REVISTA DE IMPRENSA LITERÁRIA publica hoje mais uma entrevista. Desta vez, Joana Bértholo. É a oitava de uma série dedicada a autores portugueses (todas as entrevistas podem ser lidas aqui).
Amanhã: Gonçalo Câmara.
Terça-feira: Margarida Rebelo Pinto.

Se pudesse escolher uma ou duas pessoas para lerem o seu livro mais recente, quem seriam?
O meu livro mais recente é «Augusta B. — ou as Jovens Instruídas 80 Anos Depois» que retrata uma tentativa de publicar hoje o célebre anúncio que Agustina Bessa-Luís publicou em 1944 n’O Primeiro de Janeiro. Tenho gostado muito da forma como este livro tem sido lido pelos jovens daquela faixa etária. Agustina tinha 22 anos quando publicou o anúncio, e também Augusta e Raquel, as personagens do livro, têm essa idade. Por isso, acho que se tivesse de escolher, convocaria mais leitores dessas idades, o início dos vintes, por serem quem me tem trazido leituras mais surpreendentes e entusiasmantes desta novela.

Como lida com o bloqueio criativo?
Se não for grave, se for só um mau dia, vou ver um filme, ler um livro, correr ou dar um mergulho no mar. Posso ter de esperar um par de dias até passar a neblina, e não insisto. Se perdurar, então sim. O que faço é começar a escrever outras coisas. Troco de texto até esse bloquear. Normalmente quando o segundo bloqueia, desbloqueia o primeiro.
Qual foi o melhor ou o pior conselho de escrita que já recebeu?
O conselho que me foi mais útil, o que reproduzo mais vezes, e pelo qual tenho mais apreço, é sem dúvida aquele que diz que a melhor forma de melhorar a escrita é “ler, ler, ler”. O pior, ou aquele que tem menos a ver comigo e com a minha escrita, é o que diz “escreve sobre o que conheces bem”. Nunca soube o que fazer com essa ideia.
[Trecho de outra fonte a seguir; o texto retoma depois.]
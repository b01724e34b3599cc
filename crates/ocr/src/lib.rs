//! Image in, [`Receipt`](larder_core::Receipt) out: preprocessing, OCR engine
//! adapters, primary/secondary selection and the end-to-end pipeline.

pub mod engine;
pub mod hash;
pub mod orchestrator;
pub mod pipeline;
pub mod preprocess;
pub mod types;

pub use engine::{MockEngine, OcrEngine, OcrError, OcrSpaceEngine, TesseractEngine, OCR_SPACE_ENDPOINT};
pub use hash::image_digest;
pub use orchestrator::{quality_score, OcrOutcome, Orchestrator, OrchestratorConfig};
pub use pipeline::{PipelineError, ReceiptPipeline, ScanOptions};
pub use preprocess::{prepare_for_ocr, PreprocessConfig, PreprocessError};
pub use types::{Diagnostics, EngineOutput, ProcessedReceipt, RawOcrResult};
Motiva-me muito mais escrever sobre o que não entendo, o que me é misterioso, o que conheço mal.
Quem é a pessoa, ou qual é o lugar ou prática que teve o maior impacto na sua formação como escritor?
A Faculdade de Belas-Artes de Lisboa. Não enquanto curso ou currículo; muito mais pelo que se passava nos corredores, nos intervalos. Coincidi com uma geração de colegas e professores muito envolvidos com a vida lectiva, com o cinema, com os livros, com o mundo. Aquelas conversas abriram imenso os meus horizontes. Viajar foi igualmente importante. Ir o mais possível para longe de mim e das minhas certezas.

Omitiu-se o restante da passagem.